Больше ничего и не оставалось в этой жизни, как собирать книги. Приближается старость. Близок конец жизненного пути, и давно уже пора подвести итог. Надо, ох как надо рассчитаться со всем и со всеми! Летопись — вот то, что ему сейчас так нужно, так необходимо. С ее помощью он подведет окончательный счет своей жизни, своему творчеству. Летопись расскажет потомкам, что, когда и в каких условиях построил Василий Дмитриевич Ермолин.
Он подарит ростовскому архиепископу деревянную фигуру Георгия и попросит за это переписать летопись. Л уж потом самолично дополнит, допишет ее там, где необходимо.
И обрадованный, что наконец-то нашел ту последнюю и самую важную цель в своей теперешней жизни, Василий Дмитриевич спустился во двор и бойко, как в давнишние годы, зашагал к большому сараю, стоявшему на отшибе от прочих.
Тяжелый замок поржавел, а от кованой дверной петли протянулась под самую крышу густая, замусоренная паутина. Василий Дмитриевич с трудом распахнул тяжелую дверь и шагнул внутрь. Сразу же десятки и сотни тысяч пылинок заплясали в солнечном луче, и от этого луч стал упругим, объемным, легко раздвигающим застоявшуюся темноту.

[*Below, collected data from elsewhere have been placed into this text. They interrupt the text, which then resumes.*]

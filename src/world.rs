use std::collections::{HashSet, VecDeque};
use std::iter::StepBy;
use std::ops::RangeInclusive;

use chrono::{DateTime, Utc};
use tracing::debug;

use crate::coords::Coordinates;
use crate::data::CellObject;
use crate::error::{Error, Result};
use crate::instance::Instance;
use crate::query::Query;
use crate::sdk::{self, sector_from_cell, Attribute, AttributeValue, ValueKind};

/// Anything that names a world attribute.
pub trait WorldKey {
    fn resolve(self) -> Result<Attribute>;
}

/// `"size"`, `"WORLD_SIZE"` and `"aw_world_size"` all name `WORLD_SIZE`.
impl WorldKey for &str {
    fn resolve(self) -> Result<Attribute> {
        match Attribute::from_name(self) {
            Some(attribute) if attribute.is_world() => Ok(attribute),
            _ => Attribute::world(self),
        }
    }
}

impl WorldKey for Attribute {
    fn resolve(self) -> Result<Attribute> {
        if self.is_world() {
            Ok(self)
        } else {
            Err(Error::UnknownAttribute(self.name().to_string()))
        }
    }
}

/// Attributes of the world an instance is in.
pub struct World<'a> {
    instance: &'a Instance,
}

impl<'a> World<'a> {
    pub fn new(instance: &'a Instance) -> Self {
        Self { instance }
    }

    pub fn get_attribute(&self, key: impl WorldKey, kind: ValueKind) -> Result<AttributeValue> {
        let attribute = key.resolve()?;
        self.instance.select()?;
        Ok(sdk::read(self.instance.sdk(), attribute, kind))
    }

    pub fn set_attribute(&self, key: impl WorldKey, value: impl Into<AttributeValue>) -> Result<()> {
        let attribute = key.resolve()?;
        self.instance.select()?;
        sdk::write(self.instance.sdk(), attribute, &value.into())
    }

    /// World diameter in cells.
    pub fn size(&self) -> Result<i32> {
        self.instance.select()?;
        Ok(self.instance.sdk().int(Attribute::WorldSize))
    }

    pub fn name(&self) -> Result<String> {
        self.instance.select()?;
        Ok(self.instance.sdk().string(Attribute::WorldName))
    }

    /// A world server attribute by its server-side id, read through
    /// `aw_world_attribute_get` rather than the client attribute table.
    pub fn server_attribute(&self, id: i32) -> Result<ServerAttribute> {
        self.instance.select()?;
        let (read_only, value) = self.instance.sdk().world_attribute_get(id)?;
        Ok(ServerAttribute { read_only, value })
    }

    /// Fails with the SDK's return code when the attribute is read-only.
    pub fn set_server_attribute(&self, id: i32, value: &str) -> Result<()> {
        self.instance.select()?;
        self.instance.sdk().world_attribute_set(id, value)
    }

    /// Every object in the world, queried one sector block at a time.
    pub fn objects(&self) -> Result<WorldScan<'a>> {
        let size = self.size()?;
        Ok(WorldScan::new(self.instance, size))
    }
}

/// Raw world server attribute, always transported as text.
#[derive(Debug, Clone, PartialEq, Eq)]
pub struct ServerAttribute {
    pub read_only: bool,
    pub value: String,
}

/// Centres of the 3x3 sector blocks covering cells `-ceil(size/2)..ceil(size/2)`.
fn block_centres(size: i32) -> StepBy<RangeInclusive<i32>> {
    let size = size.max(0);
    let half = size / 2 + size % 2;
    let first = sector_from_cell(-half) + 1;
    let last = if half == 0 {
        first - 1
    } else {
        sector_from_cell(half - 1) + 1
    };
    (first..=last).step_by(3)
}

/// Lazy iterator over a world's objects. Query failures are yielded as
/// `Err` items and scanning continues with the next block.
pub struct WorldScan<'a> {
    instance: &'a Instance,
    centres: StepBy<RangeInclusive<i32>>,
    columns: StepBy<RangeInclusive<i32>>,
    rows: StepBy<RangeInclusive<i32>>,
    column: Option<i32>,
    buffered: VecDeque<CellObject>,
    seen: HashSet<i32>,
}

impl<'a> WorldScan<'a> {
    fn new(instance: &'a Instance, size: i32) -> Self {
        let centres = block_centres(size);
        let scan = Self {
            instance,
            columns: centres.clone(),
            rows: (1..=0).step_by(3),
            centres,
            column: None,
            buffered: VecDeque::new(),
            seen: HashSet::new(),
        };
        debug!("Scanning world of size {} in {} block(s)", size, scan.remaining_blocks());
        scan
    }

    /// Blocks not queried yet.
    pub fn remaining_blocks(&self) -> usize {
        let per_column = self.centres.size_hint().0;
        self.columns
            .size_hint()
            .0
            .saturating_mul(per_column)
            .saturating_add(self.rows.size_hint().0)
    }

    fn next_block(&mut self) -> Option<(i32, i32)> {
        loop {
            if let Some(x) = self.column {
                if let Some(z) = self.rows.next() {
                    return Some((x, z));
                }
            }
            self.column = Some(self.columns.next()?);
            self.rows = self.centres.clone();
        }
    }
}

impl Iterator for WorldScan<'_> {
    type Item = Result<WorldObject>;

    fn next(&mut self) -> Option<Self::Item> {
        loop {
            while let Some(object) = self.buffered.pop_front() {
                // Number 0 means the SDK did not assign one
                if object.number != 0 && !self.seen.insert(object.number) {
                    continue;
                }
                return Some(Ok(WorldObject::from(object)));
            }

            let (x, z) = self.next_block()?;
            match Query::sectors(x, z).run(self.instance) {
                Ok(objects) => self.buffered.extend(objects),
                Err(e) => return Some(Err(e)),
            }
        }
    }
}

/// A placed object with its position and build time decoded.
#[derive(Debug, Clone, PartialEq, Eq)]
pub struct WorldObject {
    pub number: i32,
    pub owner: i32,
    pub position: Coordinates,
    pub tilt: i32,
    pub roll: i32,
    pub model: String,
    pub description: String,
    pub action: String,
    pub data: Vec<u8>,
    build_timestamp: i32,
}

impl WorldObject {
    pub fn built_at(&self) -> Option<DateTime<Utc>> {
        DateTime::from_timestamp(i64::from(self.build_timestamp), 0)
    }
}

impl From<CellObject> for WorldObject {
    fn from(object: CellObject) -> Self {
        Self {
            number: object.number,
            owner: object.owner,
            position: Coordinates::new(object.x, object.y, object.z).with_yaw(object.yaw),
            tilt: object.tilt,
            roll: object.roll,
            model: object.model,
            description: object.description,
            action: object.action,
            data: object.data,
            build_timestamp: object.build_timestamp,
        }
    }
}

#[cfg(test)]
mod tests {
    use super::*;
    use crate::instance::Universe;
    use crate::sdk::{FakeSdk, Sdk};
    use std::sync::Arc;

    fn setup() -> (Arc<FakeSdk>, Instance) {
        let fake = Arc::new(FakeSdk::new());
        fake.init(134).unwrap();
        let instance = Instance::create(fake.clone(), "Scanner", &Universe::default()).unwrap();
        (fake, instance)
    }

    #[test]
    fn test_block_centres() {
        let centres = |size| block_centres(size).collect::<Vec<_>>();
        assert!(centres(0).is_empty());
        // cells -1..1 fit in sector 0
        assert_eq!(centres(2), vec![1]);
        // cells -20..20 span sectors -2..=2
        assert_eq!(centres(40), vec![-1, 2]);
        assert!(centres(-5).is_empty());
    }

    #[test]
    fn test_largest_world_size_is_scanned_lazily() {
        let mut centres = block_centres(i32::MAX);
        assert_eq!(centres.size_hint().0, 89_478_486);
        assert_eq!(centres.next(), Some(-134_217_727));

        let (fake, instance) = setup();
        fake.int_set(Attribute::WorldSize, i32::MAX).unwrap();
        let scan = instance.world().objects().unwrap();
        assert_eq!(scan.remaining_blocks(), 89_478_486 * 89_478_486);
    }

    #[test]
    fn test_remaining_blocks_counts_down() {
        let (fake, instance) = setup();
        fake.int_set(Attribute::WorldSize, 40).unwrap();
        let mut scan = instance.world().objects().unwrap();
        assert_eq!(scan.remaining_blocks(), 4);
        assert!(scan.next().is_none());
        assert_eq!(scan.remaining_blocks(), 0);
    }

    #[test]
    fn test_attribute_by_name_and_enum() {
        let (fake, instance) = setup();
        let world = instance.world();
        world.set_attribute("title", "Alpha World").unwrap();
        fake.int_set(Attribute::WorldSize, 64).unwrap();

        assert_eq!(
            world.get_attribute("TITLE", ValueKind::String).unwrap().as_str(),
            Some("Alpha World")
        );
        assert_eq!(
            world
                .get_attribute(Attribute::WorldSize, ValueKind::Int)
                .unwrap()
                .as_int(),
            Some(64)
        );
        assert_eq!(world.size().unwrap(), 64);
    }

    #[test]
    fn test_server_attribute_by_id() {
        let (fake, instance) = setup();
        let world = instance.world();
        fake.set_world_attribute(3, true, "Alpha");

        assert_eq!(
            world.server_attribute(3).unwrap(),
            ServerAttribute {
                read_only: true,
                value: "Alpha".to_string()
            }
        );
        assert!(matches!(
            world.set_server_attribute(3, "Beta"),
            Err(Error::Sdk { .. })
        ));

        world.set_server_attribute(40, "on").unwrap();
        assert_eq!(world.server_attribute(40).unwrap().value, "on");
        assert!(world.server_attribute(41).is_err());
    }

    #[test]
    fn test_unknown_attribute() {
        let (_fake, instance) = setup();
        let world = instance.world();
        assert!(matches!(
            world.get_attribute("no_such_thing", ValueKind::Int),
            Err(Error::UnknownAttribute(_))
        ));
        assert!(matches!(
            world.get_attribute(Attribute::MyX, ValueKind::Int),
            Err(Error::UnknownAttribute(_))
        ));
    }

    #[test]
    fn test_scan_yields_each_object_once() {
        let (fake, instance) = setup();
        fake.int_set(Attribute::WorldSize, 200).unwrap();
        for (number, x, z) in [(1, 0, 0), (2, 30_000, -40_000), (3, -90_000, 90_000)] {
            fake.add_cell_object(CellObject {
                number,
                x,
                z,
                build_timestamp: 1_000_000_000,
                ..Default::default()
            });
        }

        let mut numbers: Vec<_> = instance
            .world()
            .objects()
            .unwrap()
            .map(|o| o.unwrap().number)
            .collect();
        numbers.sort();
        assert_eq!(numbers, vec![1, 2, 3]);
    }

    #[test]
    fn test_scan_reports_query_errors_and_continues() {
        let (fake, instance) = setup();
        fake.int_set(Attribute::WorldSize, 40).unwrap();
        fake.fail_next("aw_query", 4);

        let results: Vec<_> = instance.world().objects().unwrap().collect();
        assert!(results[0].is_err());
        assert!(results.iter().skip(1).all(|r| r.is_ok()));
    }

    #[test]
    fn test_built_at() {
        let object = WorldObject::from(CellObject {
            build_timestamp: 1_000_000_000,
            ..Default::default()
        });
        assert_eq!(
            object.built_at().unwrap().to_rfc3339(),
            "2001-09-09T01:46:40+00:00"
        );
    }
}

В углу сарая, осыпанный неизвестно откуда взявшейся соломой, стоял деревянный всадник. Луч света упал на его лицо, и Георгий строго взглянул на Василия Дмитриевича. Не отводя глаз, Ермолин стал разглядывать коренастого, широкоплечего воина с большой головой.
Прошедшие годы заставляли смотреть на свою старую работу по-новому, будто на чужое произведение. И, глядя как на чужое, Василий Дмитриевич вдруг осознал, что фигура всадника несколько угловата и тяжела. Тринадцать лет назад он создавал ее как модель для будущей каменной фигуры, которая вдобавок ко всему должна была быть поднята высоко над землей. И, сообразуясь с этими условиями, он резал деревянную скульптуру. Сознавая все это, видя все просчеты своей старой работы, Василий Дмитриевич понял, что отвозить в подарок Вассиану именно эту фигуру не следует.
Здесь, в полутемном сарае, стоя один на один со своим давно прошедшим прошлым, Ермолин вдруг неожиданно для себя решил, что специально для ростовского владыки, для своего старого друга, создаст новое, лучшее изображение Георгия Победоносца. А это, старое, отправит в дар Георгиевскому собору Юрьева-Польского.